Features Agronomy Crop Protection
Post-harvest storing strategies

Variety of potato, harvest and management practices and the environment all play a role in storage performance.

Post-harvest potato storage expert Todd Forbush of Techmark Inc. in Lansing, Mich., says quality potato storage requires just two things: quality storage facilities and quality potatoes to store.

“Neither will meet their potential without both working successfully together,” he says.

The first step is to evaluate your existing facility to decide if it needs just an upgrade or something different entirely. When evaluating an existing structure, you need to look at its location, the structure itself, its insulation system, its ventilation systems and the controls.

From a location perspective, your operation should be situated near the production point to minimize transport costs, preferably on a road that has 12-month access. Also, it should be located where there is sufficient electrical power supply, specifically three-phase power, which Forbush says is an important piece of the puzzle.

In terms of size, you need enough rooms to hold each variety. The rooms should also consider the climate that you’re
harvesting from, and the timeline you’re working with. “We want one variety in there, we want to fill that bin in three days’ time, and we want to be able to sell that crop in less than three weeks,” says Forbush.

“If it takes you too long to fill that bin of potatoes, you’re going to have a lot of diversity as far as the harvest conditions that you went through and those are going to come back and cause losses in storage. And losses in storage are losses right across the bottom line.”

When it comes to potato storage, insulation requirements say that you should have an R-value of 45-60 in the ceiling, an R-value of 35 to 40 for the sidewalls, and high to low-density materials from the inside out.

“You don’t want to trap moisture in those walls,” says Forbush. “So what happens is we’ve got a moist, warm environment inside the building. If you let that moisture get into the insulation system it’s going to condense at some point after. If it condenses near structural material, it can compromise it. It’s important that once that moisture moves into the wall it can move out.”

Ventilation 101
“Why is it that we have a ventilation system in potato storage?” Forbush asks.

A ventilation system in the storage system is imperative for creating a uniform environment, while at the same time maintaining proper potato temperature. Providing oxygen is necessary for respiration and removing carbon dioxide from respiration.

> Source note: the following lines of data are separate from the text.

// src/export/excel_date.rs

use chrono::{NaiveDate, NaiveDateTime, NaiveTime, Timelike};

/// Tries to read a cell value as a date, date-time or time-of-day and
/// returns the Excel serial number plus the number format to apply.
pub(crate) fn parse_to_excel_date(s: &str) -> Option<(&'static str, f64)> {
    let dt_formats = [
        "%Y-%m-%dT%H:%M:%S",
        "%Y-%m-%d %H:%M:%S",
        "%Y-%m-%dT%H:%M",
        "%Y-%m-%d %H:%M",
    ];

    for fmt in dt_formats {
        if let Ok(dt) = NaiveDateTime::parse_from_str(s, fmt) {
            return Some(("yyyy-mm-dd hh:mm", excel_serial(&dt)));
        }
    }

    if let Ok(d) = NaiveDate::parse_from_str(s, "%Y-%m-%d") {
        let dt = d.and_hms_opt(0, 0, 0)?;
        return Some(("yyyy-mm-dd", excel_serial(&dt)));
    }

    for fmt in ["%H:%M:%S", "%H:%M"] {
        if let Ok(t) = NaiveTime::parse_from_str(s, fmt) {
            let seconds = t.num_seconds_from_midnight() as f64;
            return Some(("hh:mm", seconds / 86400.0));
        }
    }

    None
}

/// Days since the Excel epoch (1899-12-30), fractional part is the time.
fn excel_serial(dt: &NaiveDateTime) -> f64 {
    let epoch = NaiveDate::from_ymd_opt(1899, 12, 30)
        .and_then(|d| d.and_hms_opt(0, 0, 0))
        .unwrap_or_default();

    let duration = *dt - epoch;
    let days = duration.num_days() as f64;
    let secs = (duration.num_seconds() - duration.num_days() * 86400) as f64;

    days + secs / 86400.0
}

#[cfg(test)]
mod tests {
    use super::*;

    #[test]
    fn plain_date_maps_to_whole_serial() {
        let (fmt, serial) = parse_to_excel_date("2026-05-01").unwrap();
        assert_eq!(fmt, "yyyy-mm-dd");
        assert_eq!(serial, 46143.0);
    }

    #[test]
    fn time_of_day_is_a_day_fraction() {
        let (fmt, serial) = parse_to_excel_date("06:00").unwrap();
        assert_eq!(fmt, "hh:mm");
        assert!((serial - 0.25).abs() < 1e-9);
    }

    #[test]
    fn free_text_is_not_a_date() {
        assert!(parse_to_excel_date("Fushimi Inari").is_none());
    }
}
use chrono::{Duration, Local, NaiveDate};
use serde::Serialize;

/// A trip as stored in the `trips` table.
///
/// Dates are `Option` because rows written by older versions (or edited by
/// hand) may hold text that no longer parses as a date. Such a trip still
/// loads; every derived quantity falls back to a one-day trip.
#[derive(Debug, Clone, Serialize)]
pub struct Trip {
    pub id: i64,
    pub title: String,
    pub start_date: Option<NaiveDate>,
    pub end_date: Option<NaiveDate>,
    /// Extra planning days before Day 1 (numbered 0, -1, ...).
    pub pre_days: i64,
    /// Extra planning days after the last trip day.
    pub post_days: i64,
    /// Day number the timetable view starts from.
    pub view_from: i64,
    pub created_at: String,
}

impl Trip {
    pub fn new(title: &str, start: NaiveDate, end: NaiveDate) -> Self {
        Trip {
            id: 0,
            title: title.to_string(),
            start_date: Some(start),
            end_date: Some(end),
            pre_days: 0,
            post_days: 0,
            view_from: 1,
            created_at: Local::now().format("%Y-%m-%d %H:%M:%S").to_string(),
        }
    }

    /// True when both dates parsed and are in order.
    pub fn dates_ok(&self) -> bool {
        matches!((self.start_date, self.end_date), (Some(s), Some(e)) if e >= s)
    }

    /// Number of trip days, inclusive of both endpoints.
    ///
    /// A trip with missing or inverted dates counts as one day so that day
    /// arithmetic downstream never sees a zero or negative span.
    pub fn duration(&self) -> i64 {
        match (self.start_date, self.end_date) {
            (Some(s), Some(e)) if e >= s => (e - s).num_days() + 1,
            _ => 1,
        }
    }

    /// Lowest day number in the planning window (`1 - pre_days`).
    pub fn min_day(&self) -> i64 {
        1 - self.pre_days
    }

    /// Highest day number in the planning window (`duration + post_days`).
    pub fn max_day(&self) -> i64 {
        self.duration() + self.post_days
    }

    /// Calendar date for a day number, when the start date is usable.
    /// Day 1 is the start date; day 0 and below land before it.
    pub fn date_for_day(&self, day: i64) -> Option<NaiveDate> {
        self.start_date
            .and_then(|s| s.checked_add_signed(Duration::days(day - 1)))
    }

    pub fn start_str(&self) -> String {
        match self.start_date {
            Some(d) => d.format("%Y-%m-%d").to_string(),
            None => "----------".to_string(),
        }
    }

    pub fn end_str(&self) -> String {
        match self.end_date {
            Some(d) => d.format("%Y-%m-%d").to_string(),
            None => "----------".to_string(),
        }
    }
}

#[cfg(test)]
mod tests {
    use super::*;

    fn d(s: &str) -> NaiveDate {
        NaiveDate::parse_from_str(s, "%Y-%m-%d").unwrap()
    }

    #[test]
    fn duration_is_inclusive() {
        let t = Trip::new("Rome", d("2026-05-01"), d("2026-05-04"));
        assert_eq!(t.duration(), 4);
        assert_eq!(t.min_day(), 1);
        assert_eq!(t.max_day(), 4);
    }

    #[test]
    fn corrupt_dates_fall_back_to_one_day() {
        let mut t = Trip::new("Rome", d("2026-05-01"), d("2026-05-04"));
        t.end_date = None;
        assert_eq!(t.duration(), 1);
        t.start_date = Some(d("2026-05-10"));
        t.end_date = Some(d("2026-05-01"));
        assert_eq!(t.duration(), 1);
        assert!(!t.dates_ok());
    }

    #[test]
    fn date_for_day_handles_pre_trip_days() {
        let t = Trip::new("Rome", d("2026-05-01"), d("2026-05-04"));
        assert_eq!(t.date_for_day(1), Some(d("2026-05-01")));
        assert_eq!(t.date_for_day(0), Some(d("2026-04-30")));
        assert_eq!(t.date_for_day(5), Some(d("2026-05-05")));
    }
}
fn copy_schedule_rows(conn: &Connection) -> Result<()> {
    struct OldRow {
        id: i64,
        trip_id: i64,
        day: i64,
        time: String,
        end_time: String,
        title: String,
        location: String,
        memo: String,
        category: String,
        subcategory: String,
        amount: f64,
        arrive_place: String,
        reservation_no: String,
        booked_via: String,
        created_at: String,
    }

    let mut stmt = conn.prepare(
        "SELECT id, trip_id, day, IFNULL(time, '00:00'), IFNULL(end_time, ''),
                IFNULL(title, ''), IFNULL(location, ''), IFNULL(memo, ''),
                IFNULL(category, 'other'), IFNULL(subcategory, ''),
                IFNULL(amount, 0), IFNULL(arrive_place, ''),
                IFNULL(reservation_no, ''), IFNULL(booked_via, ''),
                IFNULL(created_at, '')
         FROM schedule_old",
    )?;
    let rows = stmt.query_map([], |row| {
        Ok(OldRow {
            id: row.get(0)?,
            trip_id: row.get(1)?,
            day: row.get(2)?,
            time: row.get(3)?,
            end_time: row.get(4)?,
            title: row.get(5)?,
            location: row.get(6)?,
            memo: row.get(7)?,
            category: row.get(8)?,
            subcategory: row.get(9)?,
            amount: row.get(10)?,
            arrive_place: row.get(11)?,
            reservation_no: row.get(12)?,
            booked_via: row.get(13)?,
            created_at: row.get(14)?,
        })
    })?;

    let mut insert = conn.prepare(
        "INSERT INTO schedule
             (id, trip_id, day, time, end_time, title, category, place, detail,
              amount, note, from_place, to_place, to_day, to_time,
              check_in_day, check_in_time, check_out_day, check_out_time,
              booking_ref, booked_via, created_at)
         VALUES (?1, ?2, ?3, ?4, ?5, ?6, ?7, ?8, ?9, ?10, ?11, ?12, ?13, ?14,
                 ?15, ?16, ?17, ?18, ?19, ?20, ?21, ?22)",
    )?;

    for r in rows {
        let old = r?;
        let category = Category::from_input(&old.category).unwrap_or(Category::Other);
        let cents = (old.amount * 100.0).round() as i64;
        let end_time = if old.end_time.is_empty() {
            None
        } else {
            Some(old.end_time.clone())
        };

        let mut place = String::new();
        let mut detail = String::new();
        let mut from_place = String::new();
        let mut to_place = String::new();
        let (mut to_day, mut to_time) = (None, None);
        let (mut ci_day, mut ci_time) = (None, None);
        let (mut co_day, mut co_time) = (None, None);

        match category {
            Category::Accommodation => {
                (ci_day, ci_time) = split_pair(&old.location);
                (co_day, co_time) = split_pair(&old.subcategory);
            }
            Category::Transport => {
                let (from, to) = codec::decode_route(&old.location);
                from_place = from;
                to_place = if to.is_empty() {
                    old.arrive_place.clone()
                } else {
                    to
                };
                if !old.subcategory.trim().is_empty() {
                    let (day, time) = codec::decode_leg(&old.subcategory);
                    to_day = Some(day);
                    to_time = if time.is_empty() { None } else { Some(time) };
                }
            }
            _ => {
                place = old.location.clone();
                detail = old.subcategory.clone();
            }
        }

        insert.execute(params![
            old.id,
            old.trip_id,
            old.day,
            old.time,
            end_time,
            old.title,
            category.to_db_str(),
            place,
            detail,
            cents,
            old.memo,
            from_place,
            to_place,
            to_day,
            to_time,
            ci_day,
            ci_time,
            co_day,
            co_time,
            old.reservation_no,
            old.booked_via,
            old.created_at,
        ])?;
    }
    Ok(())
}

A poorly designed ventilation system can cause air to be pulled from and directed to the wrong places in your bin. The result is non-uniform ventilation. There are industry-accepted standards for designing and evaluating ventilation system performance in potato storage. Air takes the path of least resistance, Forbush says. If you’re not sure whether or not your air is going where you want it to go, measure it. Remember, your ventilation system’s airflow is a function of its design. By quantifying the flow of air through your bin you’ll know just where your system needs improvement.

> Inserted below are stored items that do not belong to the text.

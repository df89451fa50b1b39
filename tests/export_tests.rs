mod common;
use common::{init_db_with_data, init_db_with_trip, setup_test_db, td, temp_out};
use std::fs;

use predicates::str::contains;

#[test]
fn test_export_csv_whole_trip() {
    let db_path = setup_test_db("export_csv_all");
    init_db_with_data(&db_path);

    let out = temp_out("export_csv_all", "csv");

    td().args([
        "--db", &db_path, "export", "--trip", "1", "--format", "csv", "--file", &out,
    ])
    .assert()
    .success()
    .stdout(contains("CSV export completed:"));

    let content = fs::read_to_string(&out).expect("read exported csv");
    assert!(content.starts_with("day,date,time,end_time,category,title,location,amount,note"));
    assert!(content.contains("Day 1,2026-05-01,10:15,,Transport,Train to Florence,Rome -> Florence,45.50,"));
    assert!(content.contains("Day 2,2026-05-02,09:00,12:30,Sightseeing,Uffizi,Florence,25.00,"));
}

#[test]
fn test_export_json_whole_trip() {
    let db_path = setup_test_db("export_json_all");
    init_db_with_data(&db_path);

    let out = temp_out("export_json_all", "json");

    td().args([
        "--db", &db_path, "export", "--trip", "1", "--format", "json", "--file", &out,
    ])
    .assert()
    .success()
    .stdout(contains("JSON export completed:"));

    let content = fs::read_to_string(&out).expect("read exported json");
    assert!(content.contains("\"day\": \"Day 1\""));
    assert!(content.contains("\"title\": \"Train to Florence\""));
    assert!(content.contains("\"location\": \"Rome -> Florence\""));
    assert!(content.contains("\"amount\": \"45.50\""));
}

#[test]
fn test_export_single_day() {
    let db_path = setup_test_db("export_single_day");
    init_db_with_data(&db_path);

    let out = temp_out("export_single_day", "csv");

    td().args([
        "--db", &db_path, "export", "--trip", "1", "--format", "csv", "--file", &out,
        "--day", "2",
    ])
    .assert()
    .success();

    let content = fs::read_to_string(&out).expect("read exported csv");
    assert!(content.contains("Uffizi"));
    assert!(!content.contains("Train to Florence"));
}

#[test]
fn test_export_day_outside_window_fails() {
    let db_path = setup_test_db("export_day_outside");
    init_db_with_data(&db_path);

    let out = temp_out("export_day_outside", "csv");

    td().args([
        "--db", &db_path, "export", "--trip", "1", "--format", "csv", "--file", &out,
        "--day", "9",
    ])
    .assert()
    .failure()
    .stderr(contains("day 9 is outside the trip window (1..=4)"));
}

#[test]
fn test_export_requires_absolute_path() {
    let db_path = setup_test_db("export_relative_path");
    init_db_with_data(&db_path);

    td().args([
        "--db", &db_path, "export", "--trip", "1", "--format", "csv", "--file",
        "relative.csv",
    ])
    .assert()
    .failure()
    .stderr(contains("output file path must be absolute"));
}

#[test]
fn test_export_refuses_overwrite_without_force() {
    let db_path = setup_test_db("export_no_overwrite");
    init_db_with_data(&db_path);

    let out = temp_out("export_no_overwrite", "csv");
    fs::write(&out, "existing data").expect("seed existing file");

    // EOF on the prompt counts as a refusal.
    td().args([
        "--db", &db_path, "export", "--trip", "1", "--format", "csv", "--file", &out,
    ])
    .assert()
    .failure()
    .stderr(contains("export cancelled: existing file not overwritten"));

    let content = fs::read_to_string(&out).expect("read file");
    assert_eq!(content, "existing data");

    // --force overwrites without asking.
    td().args([
        "--db", &db_path, "export", "--trip", "1", "--format", "csv", "--file", &out,
        "--force",
    ])
    .assert()
    .success();

    let content = fs::read_to_string(&out).expect("read file");
    assert!(content.contains("Uffizi"));
}

#[test]
fn test_export_empty_trip_warns_and_writes_nothing() {
    let db_path = setup_test_db("export_empty_trip");
    init_db_with_trip(&db_path);

    let out = temp_out("export_empty_trip", "csv");

    td().args([
        "--db", &db_path, "export", "--trip", "1", "--format", "csv", "--file", &out,
    ])
    .assert()
    .success()
    .stdout(contains("No schedule items found for the selected trip."));

    assert!(!std::path::Path::new(&out).exists());
}

#[test]
fn test_export_xlsx_creates_file() {
    let db_path = setup_test_db("export_xlsx");
    init_db_with_data(&db_path);

    let out = temp_out("export_xlsx", "xlsx");

    td().args([
        "--db", &db_path, "export", "--trip", "1", "--format", "xlsx", "--file", &out,
    ])
    .assert()
    .success()
    .stdout(contains("XLSX export completed:"));

    let meta = fs::metadata(&out).expect("stat xlsx");
    assert!(meta.len() > 0);
}

#[test]
fn test_export_pdf_creates_file() {
    let db_path = setup_test_db("export_pdf");
    init_db_with_data(&db_path);

    let out = temp_out("export_pdf", "pdf");

    td().args([
        "--db", &db_path, "export", "--trip", "1", "--format", "pdf", "--file", &out,
    ])
    .assert()
    .success()
    .stdout(contains("PDF export completed:"));

    let content = fs::read(&out).expect("read pdf");
    assert!(content.starts_with(b"%PDF"));
}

According to Forbush, a well-designed ventilation system includes these attributes:

• adequate airflow 1.25 to 1.5 cfm/cwt for table stock and process potatoes (25 to 30 cfm/ton)
• inlet and exhaust max of 1,400 ft./min.
• main air plenum maximum of900 ft./min.
• lateral duct maximum of 1,000 ft./min.
• slot duct max of 1,200 ft./min.

To calculate where the air is going in your storage space, collect the following information to determine airflow: fan size, horsepower and manufacturer; bin capacity (L x W x potato pile height); plenum area (the chamber prior to the potatoes); fresh air, return air, exhaust air and humicell area; duct area (pipe or flume size and quantity); and slot area (type of slot guarded or not).

Here are example calculations of a well-balanced bin:

• Bin size: length = 200ft; width = 50 ft.; pile height = 16 ft.
• 200 x 50 x 16/2.5 = 64,000 - (factor for pile slope) = 60,000 cwt storage
• Fans: Two to 48-inch;15 hp Aerovent = 78,000 cfm
• Airflow equals cfm/cwt:
• 78,000/60,000 = 1.30 cfm

“The most important thing is to make sure that your air system in your potato storage has even airflow throughout the entire storage,” says Forbush. “The most common mistake would be in the sizing of air ducts and slots – the entry point for the air system into the potato pile. The most commonly missed number is the number that determines that the air’s moving at the correct speed going into the pile.”

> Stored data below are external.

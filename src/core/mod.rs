pub mod backup;
pub mod budget;
pub mod codec;
pub mod days;
pub mod log;
pub mod schedule;
pub mod trips;
pub mod window;
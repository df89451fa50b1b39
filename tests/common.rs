#![allow(dead_code)]
use assert_cmd::{Command, cargo_bin_cmd};
use std::env;
use std::fs;
use std::path::PathBuf;

pub fn td() -> Command {
    cargo_bin_cmd!("tripdeck")
}

/// Create a unique test DB path inside the system temp dir and remove any existing file
pub fn setup_test_db(name: &str) -> String {
    let mut path: PathBuf = env::temp_dir();
    path.push(format!("{}_tripdeck.sqlite", name));
    let db_path = path.to_string_lossy().to_string();
    fs::remove_file(&db_path).ok();
    db_path
}

/// Create a temporary output file path inside tempdir and ensure it's removed
pub fn temp_out(name: &str, ext: &str) -> String {
    let mut path: PathBuf = env::temp_dir();
    path.push(format!("{}_out.{}", name, ext));
    let p = path.to_string_lossy().to_string();
    fs::remove_file(&p).ok();
    p
}

/// Initialize DB and create a small trip useful for many tests:
/// 'Tuscany', 2026-05-01 .. 2026-05-04 (trip id 1).
pub fn init_db_with_trip(db_path: &str) {
    // init DB (creates tables and runs migrations)
    td().args(["--db", db_path, "--test", "init"])
        .assert()
        .success();

    td().args([
        "--db",
        db_path,
        "trip",
        "add",
        "--title",
        "Tuscany",
        "--from",
        "2026-05-01",
        "--to",
        "2026-05-04",
    ])
    .assert()
    .success();
}

/// Seed the Tuscany trip plus a couple of schedule items for list,
/// timetable and export tests.
pub fn init_db_with_data(db_path: &str) {
    init_db_with_trip(db_path);

    td().args([
        "--db",
        db_path,
        "plan",
        "add",
        "--trip",
        "1",
        "--day",
        "1",
        "--time",
        "10:15",
        "--title",
        "Train to Florence",
        "--category",
        "transport",
        "--from",
        "Rome",
        "--to",
        "Florence",
        "--amount",
        "45.50",
    ])
    .assert()
    .success();

    td().args([
        "--db",
        db_path,
        "plan",
        "add",
        "--trip",
        "1",
        "--day",
        "2",
        "--time",
        "09:00",
        "--title",
        "Uffizi",
        "--category",
        "sightseeing",
        "--place",
        "Florence",
        "--end",
        "12:30",
        "--amount",
        "25",
    ])
    .assert()
    .success();
}

/// Open the test database directly for assertions on stored rows.
pub fn open_db(db_path: &str) -> rusqlite::Connection {
    rusqlite::Connection::open(db_path).expect("open db")
}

“The key for slot design is the slot design provides that back pressure, which then gives you uniform airflow,” he continues. “So if you don’t have uniform back pressure, you don’t have uniform airflow.”

If the slot area is pipe, measure the size, number of rows and distance of holes drilled in the pipe to determine the slot area. If flumes are used, measure the board width and amount of open space between each board.

“Poor slot design can cause a defect called pressure bruise, which is excessive evaporation,” says Forbush. “And even with a proper humidification system, if the slot is designed incorrectly, the air can’t carry that water into the potato pile. So poor slot design can also lead to this pressure bruise issue, even with good humidification equipment.”

Creating the perfect potato
The potato itself is the second part of a quality potato storage equation. Several factors affect storage performance, including environment, agronomy, varietal traits, disease and harvest and management practices. But the most important factor in determining storage performance is variety.

“Varietal traits give us a starting point for understanding the strengths and weaknesses of the crop going into storage,” says Forbush. When choosing a variety, look for such traits as yield, specific gravity, sugar profile in storage, bruise resistance and disease resistance.

Weather also plays an important role in storage performance. Growers may not be able to control the environment, but soil conditions and agronomy are controllable.

“[These factors] come together to create the fingerprint or the way the genetics are expressed for that potato,” says Forbush. “Given those four things, you’re then going to determine how those impacted each other, and you do that with what’s called pre-harvest sampling.”

Pre-harvest data is a valuable piece of the “complete picture” of your tubers’ maturity and storability.

“Determine how those four main pieces come together in any given season and then determine what the best storage practices are, given the way those four variables impacted the crop’s genetic expression.”

March 12, 2015  By Melanie Epp